→ Problem description:
Copy out every line holding the string "warn" from the records below.

[Dataset entries]
------
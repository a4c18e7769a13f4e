//! noughts - unified CLI
//!
//! Interactive terminal tic-tac-toe and headless position analysis.

#![warn(missing_docs)]

mod cli;

use anyhow::{Context, Result};
use clap::Parser;
use cli::{Cli, Command};
use noughts::{AppConfig, run_tui, suggest};
use tracing::{debug, info};
use tracing_subscriber::EnvFilter;

fn main() -> Result<()> {
    // Load .env file
    dotenvy::dotenv().ok();

    let cli = Cli::parse();

    match cli.command.unwrap_or(Command::Play { mode: None }) {
        Command::Play { mode } => run_play(&cli.config, mode.map(Into::into)),
        Command::Suggest { board, json } => run_suggest(&board, json),
    }
}

/// Run the terminal UI
fn run_play(config_path: &std::path::Path, mode: Option<noughts::Mode>) -> Result<()> {
    let mut config = AppConfig::load_or_default(config_path)
        .with_context(|| format!("Failed to load {}", config_path.display()))?;
    if let Some(mode) = mode {
        config = config.with_mode(mode);
    }
    run_tui(&config)
}

/// Print the analysis of one position
fn run_suggest(board: &str, json: bool) -> Result<()> {
    tracing_subscriber::fmt()
        .with_env_filter(
            EnvFilter::try_from_default_env().unwrap_or_else(|_| EnvFilter::new("warn")),
        )
        .with_writer(std::io::stderr)
        .init();

    info!("Analyzing position");
    let suggestion = suggest(board)?;
    debug!(?suggestion, "Analysis complete");

    if json {
        println!("{}", serde_json::to_string_pretty(&suggestion)?);
    } else {
        print!("{}", suggestion);
    }
    Ok(())
}
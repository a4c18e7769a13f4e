//! Game rules for tic-tac-toe.
//!
//! Pure functions over a [`Board`]. Rules are kept apart from board storage so
//! the search and the session can share them.

pub mod draw;
pub mod win;

pub use draw::is_full;
pub use win::{LINES, check_winner};

use super::{Board, MoveError, Outcome, Player, Position, Square};
use tracing::instrument;

/// Places `mark` at `pos`, failing if the square is taken.
///
/// The board is mutated in place; on error it is left untouched.
#[instrument(skip(board))]
pub fn apply_move(board: &mut Board, pos: Position, mark: Player) -> Result<(), MoveError> {
    if !board.is_empty(pos) {
        return Err(MoveError::CellOccupied(pos));
    }
    board.set(pos, Square::Occupied(mark));
    Ok(())
}

/// Evaluates the board.
///
/// Every line is checked for a win before a full board is called a draw.
pub fn evaluate(board: &Board) -> Outcome {
    if let Some(winner) = check_winner(board) {
        Outcome::Win(winner)
    } else if is_full(board) {
        Outcome::Draw
    } else {
        Outcome::InProgress
    }
}

#[cfg(test)]
mod tests {
    use super::*;

    #[test]
    fn test_apply_move_sets_square() {
        let mut board = Board::new();
        apply_move(&mut board, Position::Center, Player::X).unwrap();
        assert_eq!(board.get(Position::Center), Square::Occupied(Player::X));
    }

    #[test]
    fn test_apply_move_rejects_occupied() {
        let mut board = Board::new();
        apply_move(&mut board, Position::Center, Player::X).unwrap();
        let before = board;
        let result = apply_move(&mut board, Position::Center, Player::O);
        assert_eq!(result, Err(MoveError::CellOccupied(Position::Center)));
        assert_eq!(board, before);
    }

    #[test]
    fn test_evaluate_in_progress() {
        assert_eq!(evaluate(&Board::new()), Outcome::InProgress);
    }

    #[test]
    fn test_win_on_last_square_is_not_draw() {
        // X O X / O X O / O X X: full board, X completes the main diagonal.
        let board = Board::from_notation("XOX OXO OXX").unwrap();
        assert_eq!(evaluate(&board), Outcome::Win(Player::X));
    }
}
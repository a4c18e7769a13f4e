//! Application state and key handling.

use super::input::{digit_position, move_cursor};
use crossterm::event::{KeyCode, KeyEvent, KeyEventKind};
use noughts_core::{GameSession, Mode, MoveError, Outcome, Player, Position, TurnReport};
use tracing::{debug, info, warn};

/// What the event loop should do after a key press.
#[derive(Debug, Clone, Copy, PartialEq, Eq)]
pub enum AppAction {
    /// Keep running.
    Continue,
    /// Leave the UI.
    Quit,
}

/// Results of finished games since the program started.
#[derive(Debug, Clone, Copy, Default, PartialEq, Eq)]
pub struct Tally {
    /// Games won by X.
    pub x_wins: u32,
    /// Games won by O.
    pub o_wins: u32,
    /// Drawn games.
    pub draws: u32,
}

impl Tally {
    /// Counts a finished game.
    pub fn record(&mut self, outcome: Outcome) {
        if !outcome.is_terminal() {
            return;
        }
        match outcome.winner() {
            Some(Player::X) => self.x_wins += 1,
            Some(Player::O) => self.o_wins += 1,
            None => self.draws += 1,
        }
    }
}

impl std::fmt::Display for Tally {
    fn fmt(&self, f: &mut std::fmt::Formatter<'_>) -> std::fmt::Result {
        write!(f, "X {}  O {}  Draw {}", self.x_wins, self.o_wins, self.draws)
    }
}

/// Main application state.
#[derive(Debug)]
pub struct App {
    session: GameSession,
    cursor: Position,
    notice: Option<Outcome>,
    tally: Tally,
    last_event: String,
}

impl App {
    /// Creates a new application with an empty board.
    pub fn new(mode: Mode) -> Self {
        Self {
            session: GameSession::new(mode),
            cursor: Position::Center,
            notice: None,
            tally: Tally::default(),
            last_event: format!("New game: {}", mode),
        }
    }

    /// Current game session.
    pub fn session(&self) -> &GameSession {
        &self.session
    }

    /// Highlighted square.
    pub fn cursor(&self) -> Position {
        self.cursor
    }

    /// Pending game-over notice, shown as a modal until acknowledged.
    pub fn notice(&self) -> Option<Outcome> {
        self.notice
    }

    /// Running results.
    pub fn tally(&self) -> Tally {
        self.tally
    }

    /// Status bar text.
    pub fn status_message(&self) -> String {
        let turn = match self.session.to_move() {
            Some(player) => format!("{} to move", player),
            None => "Game over".to_string(),
        };
        format!("{} | {} | {}", turn, self.last_event, self.tally)
    }

    /// Handles a key press.
    pub fn handle_key(&mut self, key: KeyEvent) -> AppAction {
        if key.kind == KeyEventKind::Release {
            return AppAction::Continue;
        }

        if self.notice.is_some() {
            return self.handle_notice_key(key.code);
        }

        match key.code {
            KeyCode::Char('q') | KeyCode::Char('Q') | KeyCode::Esc => return AppAction::Quit,
            KeyCode::Char('c') | KeyCode::Char('C') => self.select_mode(Mode::ComputerOpponent),
            KeyCode::Char('t') | KeyCode::Char('T') => self.select_mode(Mode::TwoPlayer),
            KeyCode::Char('r') | KeyCode::Char('R') => {
                self.session.reset();
                self.last_event = "Board reset".to_string();
            }
            KeyCode::Enter | KeyCode::Char(' ') => self.play(self.cursor),
            code => {
                if let Some(pos) = digit_position(code) {
                    self.cursor = pos;
                    self.play(pos);
                } else {
                    self.cursor = move_cursor(self.cursor, code);
                }
            }
        }
        AppAction::Continue
    }

    /// Handles a left click on a board square.
    ///
    /// Clicks are ignored while the game-over notice is shown.
    pub fn click(&mut self, pos: Position) {
        if self.notice.is_some() {
            return;
        }
        self.cursor = pos;
        self.play(pos);
    }

    fn handle_notice_key(&mut self, code: KeyCode) -> AppAction {
        match code {
            KeyCode::Char('q') | KeyCode::Char('Q') => AppAction::Quit,
            KeyCode::Enter | KeyCode::Char(' ') | KeyCode::Esc => {
                if let Some(outcome) = self.session.acknowledge() {
                    debug!(%outcome, "Game over acknowledged");
                }
                self.notice = None;
                self.last_event = "New game".to_string();
                AppAction::Continue
            }
            _ => AppAction::Continue,
        }
    }

    fn select_mode(&mut self, mode: Mode) {
        self.session.select_mode(mode);
        self.last_event = format!("New game: {}", mode);
    }

    fn play(&mut self, pos: Position) {
        match self.session.play(pos) {
            Ok(report) => self.record_turn(report),
            Err(MoveError::CellOccupied(pos)) => {
                debug!(position = %pos, "Ignoring move on occupied square");
            }
            Err(e) => warn!(error = %e, "Move rejected"),
        }
    }

    fn record_turn(&mut self, report: TurnReport) {
        self.last_event = match report.reply {
            Some(reply) => format!("{}, {}", report.played, reply),
            None => report.played.to_string(),
        };
        if report.outcome.is_terminal() {
            info!(outcome = %report.outcome, "Showing game over notice");
            self.tally.record(report.outcome);
            self.notice = Some(report.outcome);
        }
    }
}

#[cfg(test)]
mod tests {
    use super::*;
    use crossterm::event::KeyModifiers;
    use noughts_core::{Square, TurnState};

    fn press(app: &mut App, code: KeyCode) -> AppAction {
        app.handle_key(KeyEvent::new(code, KeyModifiers::NONE))
    }

    #[test]
    fn test_digit_plays_and_computer_answers() {
        let mut app = App::new(Mode::ComputerOpponent);
        press(&mut app, KeyCode::Char('1'));
        let board = app.session().board();
        assert_eq!(board.get(Position::TopLeft), Square::Occupied(Player::X));
        assert_eq!(board.get(Position::Center), Square::Occupied(Player::O));
        assert_eq!(app.cursor(), Position::TopLeft);
    }

    #[test]
    fn test_enter_plays_cursor() {
        let mut app = App::new(Mode::TwoPlayer);
        press(&mut app, KeyCode::Up);
        press(&mut app, KeyCode::Enter);
        assert_eq!(
            app.session().board().get(Position::TopCenter),
            Square::Occupied(Player::X)
        );
        assert_eq!(app.session().to_move(), Some(Player::O));
    }

    #[test]
    fn test_occupied_square_is_ignored() {
        let mut app = App::new(Mode::TwoPlayer);
        press(&mut app, KeyCode::Char('5'));
        press(&mut app, KeyCode::Char('5'));
        assert_eq!(app.session().history().len(), 1);
        assert_eq!(app.session().to_move(), Some(Player::O));
        assert_eq!(app.notice(), None);
    }

    #[test]
    fn test_win_shows_notice_then_resets() {
        let mut app = App::new(Mode::TwoPlayer);
        for key in ['1', '4', '2', '5', '3'] {
            press(&mut app, KeyCode::Char(key));
        }
        assert_eq!(app.notice(), Some(Outcome::Win(Player::X)));
        assert_eq!(app.tally().x_wins, 1);

        // Board input is blocked while the notice is up.
        press(&mut app, KeyCode::Char('9'));
        assert!(app.session().board().is_empty(Position::BottomRight));

        press(&mut app, KeyCode::Enter);
        assert_eq!(app.notice(), None);
        assert_eq!(app.session().state(), TurnState::WaitingForPlayerX);
        assert!(app.session().history().is_empty());
    }

    #[test]
    fn test_mode_keys_reset_board() {
        let mut app = App::new(Mode::ComputerOpponent);
        press(&mut app, KeyCode::Char('5'));
        press(&mut app, KeyCode::Char('t'));
        assert_eq!(app.session().mode(), Mode::TwoPlayer);
        assert!(app.session().history().is_empty());
        press(&mut app, KeyCode::Char('c'));
        assert_eq!(app.session().mode(), Mode::ComputerOpponent);
    }

    #[test]
    fn test_click_plays_square() {
        let mut app = App::new(Mode::ComputerOpponent);
        app.click(Position::BottomRight);
        let board = app.session().board();
        assert_eq!(board.get(Position::BottomRight), Square::Occupied(Player::X));
        assert_eq!(board.get(Position::Center), Square::Occupied(Player::O));
        assert_eq!(app.cursor(), Position::BottomRight);

        // Occupied squares are disabled.
        app.click(Position::Center);
        assert_eq!(app.session().history().len(), 2);
    }

    #[test]
    fn test_click_ignored_under_notice() {
        let mut app = App::new(Mode::TwoPlayer);
        for pos in [
            Position::TopLeft,
            Position::MiddleLeft,
            Position::TopCenter,
            Position::Center,
            Position::TopRight,
        ] {
            app.click(pos);
        }
        assert_eq!(app.notice(), Some(Outcome::Win(Player::X)));
        app.click(Position::BottomRight);
        assert_eq!(app.notice(), Some(Outcome::Win(Player::X)));
        assert_eq!(app.session().history().len(), 5);
    }

    #[test]
    fn test_quit() {
        let mut app = App::new(Mode::ComputerOpponent);
        assert_eq!(press(&mut app, KeyCode::Char('q')), AppAction::Quit);
    }

    #[test]
    fn test_tally_display() {
        let mut tally = Tally::default();
        tally.record(Outcome::Draw);
        tally.record(Outcome::Win(Player::O));
        tally.record(Outcome::InProgress);
        assert_eq!(tally.to_string(), "X 0  O 1  Draw 1");
    }
}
------
→ Answer to the problem:
#![warn(missing_docs)]
            EnvFilter::try_from_default_env().unwrap_or_else(|_| EnvFilter::new("warn")),
use tracing::{debug, info, warn};
            Err(e) => warn!(error = %e, "Move rejected"),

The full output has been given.